Время молчать и время говорить | страница 95



Надзиратель долго возится с замком на одной из дверей, наконец, снимает его, с грохотом сбрасывает на пол железную скобу и отворяет дверь. Вступаю в свои новые апартаменты и сразу же вижу: я не один. За большим деревянным столом под зарешеченным и закрытым жалюзи окном, вырубленным под самым потолком, сидит мускулистый парень и что-то пишет. Он обнажен до пояса, и на его спине наколоты огромные портреты Маркса, Энгельса, Ленина и Сталина в профиль. Его спина могла бы выглядеть, как знамя на первомайской демонстрации, если бы не одно маленькое отличие. Между Энгельсом и Лениным такого же размера профиль Адольфа Гитлера с узкой щеточкой усов. Полное отсутствие различий между четырьмя привычными классиками и одним новичком – уже злостная антисоветская пропаганда, и во времена того, что с правого края, Филиппа шлепнули бы как контру. Сегодня уже не то. Со своей антисоветской спиной Филипп жив-здоров. Когда он не сидит в кишиневской тюрьме за какие-нибудь уголовные прегрешения, он переходит советско-румынскую границу и живет в Румынии годами у своих родственников-молдаван или грабит со своими румынскими приятелями в рамках советско-румынской дружбы, или сидит в тюрьме за незаконный переход границы. В тюрьме Филипп не унывает и пишет рассказы. Он пишет еще латинскими буквами, хотя официально в Молдавии введен русский шрифт письма. Если освободится, попробует опубликовать их в местной прессе под псевдонимом. Если рассказы возьмут в печать, на этом можно будет заработать, как на удачном грабеже…
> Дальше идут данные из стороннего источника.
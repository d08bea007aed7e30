//! End-to-end processing of one job.
//!
//! ```text
//! decode ─► clean ─► fetch seqs ─► set-run ─► download hmm/db
//!        ─► scan (progress relayed) ─► package prod/ ─► upload ─► ack
//! ```
//!
//! Every fault is caught at [`JobPipeline::process`], logged, and followed
//! by the acknowledgement, which happens exactly once per delivery
//! whatever the result. A job that fails is therefore never redelivered.
//! The one exception is shutdown: a job cut short because the pipeline's
//! cancellation token fired is requeued instead, so another worker picks
//! it up.

use std::path::{Path, PathBuf};
use std::sync::Arc;

use scanny_core::job::JobDescriptor;
use scanny_core::outcome::Outcome;
use scanny_core::types::DbId;
use scanny_engine::{ScanEngine, ScanRequest};
use scanny_tracker::JobTracker;
use tokio_util::sync::CancellationToken;

use crate::archive::{self, PROD_ARCHIVE, PROD_DIR};
use crate::error::PipelineError;
use crate::progress::ProgressRelay;
use crate::source::Delivery;

/// File the job's sequences are written to; the engine scans it.
pub const SEQS_FILE: &str = "seqs.json";

/// Result of a job that ran to completion.
#[derive(Debug, Clone, PartialEq, Eq)]
pub struct JobSummary {
    pub scan_id: DbId,
    pub job_id: DbId,
    pub outcome: Outcome,
    /// Size of the uploaded archive.
    pub archive_bytes: u64,
}

/// Runs jobs against one tracker and one engine inside a work directory.
///
/// The engine must resolve its file arguments against the same work
/// directory (see `SessionConfig::working_dir`).
#[derive(Clone)]
pub struct JobPipeline {
    tracker: Arc<dyn JobTracker>,
    engine: Arc<dyn ScanEngine>,
    work_dir: PathBuf,
    cancel: CancellationToken,
}

impl JobPipeline {
    pub fn new(
        tracker: Arc<dyn JobTracker>,
        engine: Arc<dyn ScanEngine>,
        work_dir: impl Into<PathBuf>,
    ) -> Self {
        Self {
            tracker,
            engine,
            work_dir: work_dir.into(),
            cancel: CancellationToken::new(),
        }
    }

    /// Cancel running scans when `token` fires.
    pub fn with_cancellation(mut self, token: CancellationToken) -> Self {
        self.cancel = token;
        self
    }

    pub fn work_dir(&self) -> &Path {
        &self.work_dir
    }

    /// Decode, run and acknowledge one delivery.
    pub async fn process(&self, delivery: Delivery) -> Result<JobSummary, PipelineError> {
        let Delivery { body, acker } = delivery;

        let result = match JobDescriptor::from_slice(&body) {
            Ok(job) => self.run(&job).await,
            Err(e) => Err(e.into()),
        };

        match &result {
            Ok(summary) => tracing::info!(
                scan_id = summary.scan_id,
                job_id = summary.job_id,
                archive_bytes = summary.archive_bytes,
                "Job completed"
            ),
            Err(e) => tracing::error!(error = %e, "Job failed"),
        }

        if self.interrupted_by_shutdown(&result) {
            tracing::warn!("Job interrupted by shutdown, returning it for redelivery");
            if let Err(e) = acker.requeue().await {
                tracing::warn!(error = %e, "Failed to requeue job");
            }
        } else if let Err(e) = acker.ack().await {
            tracing::warn!(error = %e, "Failed to acknowledge job");
        }
        result
    }

    /// A failed job whose descriptor was valid, while the cancellation
    /// token has fired.
    fn interrupted_by_shutdown(&self, result: &Result<JobSummary, PipelineError>) -> bool {
        self.cancel.is_cancelled()
            && matches!(result, Err(e) if !matches!(e, PipelineError::Descriptor(_)))
    }

    /// Run the job's steps without acknowledging anything.
    pub async fn run(&self, job: &JobDescriptor) -> Result<JobSummary, PipelineError> {
        job.validate()?;
        tracing::info!(
            scan_id = job.scan_id,
            job_id = job.job_id,
            hmm_file = %job.hmm_file,
            db_file = %job.db_file,
            "Starting job"
        );

        archive::remove_stale_outputs(&self.work_dir).await;

        let seqs = self
            .tracker
            .fetch_seqs(job.scan_id)
            .await
            .map_err(PipelineError::tracker("fetch the sequences"))?;
        let seqs = serde_json::to_vec(&seqs)
            .map_err(|e| PipelineError::io("encode the sequences")(e.into()))?;
        tokio::fs::write(self.work_dir.join(SEQS_FILE), seqs)
            .await
            .map_err(PipelineError::io("write the sequences"))?;

        if let Err(e) = self.tracker.set_job_running(job.job_id).await {
            tracing::warn!(job_id = job.job_id, error = %e, "Failed to mark job as running");
        }

        self.tracker
            .download_hmm(job.hmm_id, &self.work_dir.join(&job.hmm_file))
            .await
            .map_err(PipelineError::tracker("download the HMM"))?;
        tracing::info!(job_id = job.job_id, "HMM download finished");

        self.tracker
            .download_db(job.db_id, &self.work_dir.join(&job.db_file))
            .await
            .map_err(PipelineError::tracker("download the database"))?;
        tracing::info!(job_id = job.job_id, "Database download finished");

        let outcome = self.scan(job).await?;
        if !outcome.is_success() {
            return Err(PipelineError::Scan(outcome));
        }

        let archive_path = self.work_dir.join(PROD_ARCHIVE);
        let archive_bytes = archive::package_dir(self.work_dir.join(PROD_DIR), archive_path.clone())
            .await
            .map_err(PipelineError::io("package the results"))?;

        self.tracker
            .upload_prod(job.scan_id, &archive_path)
            .await
            .map_err(PipelineError::tracker("upload the results"))?;

        Ok(JobSummary {
            scan_id: job.scan_id,
            job_id: job.job_id,
            outcome,
            archive_bytes,
        })
    }

    async fn scan(&self, job: &JobDescriptor) -> Result<Outcome, PipelineError> {
        let request = ScanRequest {
            scan_file: SEQS_FILE.to_string(),
            db_file: job.db_file.clone(),
            multi_hits: job.multi_hits,
            hmmer3_compat: job.hmmer3_compat,
        };
        let relay = ProgressRelay::spawn(Arc::clone(&self.tracker), job.job_id);

        let report = self
            .engine
            .scan(&request, relay.clone(), self.cancel.clone())
            .await;
        relay.finish().await;

        let report = report?;
        tracing::info!(
            job_id = job.job_id,
            outcome = %report.outcome,
            progress = relay.last(),
            "Scan finished"
        );
        Ok(report.outcome)
    }
}

// ---------------------------------------------------------------------------
// Tests
// ---------------------------------------------------------------------------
Едва мы успели познакомиться и немного поболтать, как с улицы кто-то окликнул Филиппа. Он моментально вскочил на стол, подпрыгнул и выхватил газету, просунутую со двора сквозь решетку. Я с трудом поверил своим глазам. Как так? Если надзиратель может таким образом передавать со двора газету, значит тем же путем можно передавать в обоих направлениях записки, деньги, наркотики. Ведь по двору всегда ходит без особого контроля тюремная прислуга и многие из них работают на "кума", но не забывают и себя.

Открывается кормушка, и надзиратель спрашивает, имеется ли в камере в наличии какой-то зэк. Филипп отвечает, что такого нет и не было, и надзиратель уходит. Я слышу, как хлопают кормушки и надзиратель продолжает искать зэка. Да, в ленинградском Большом доме надзиратель пошел бы за это в карцер, ведь таким образом он приоткрывает завесу тайны: кто есть и кого нет в тюрьме в данный момент. Подследственным очень нужна такая информация. Потом уже легче разыскать кого нужно и установить контакт.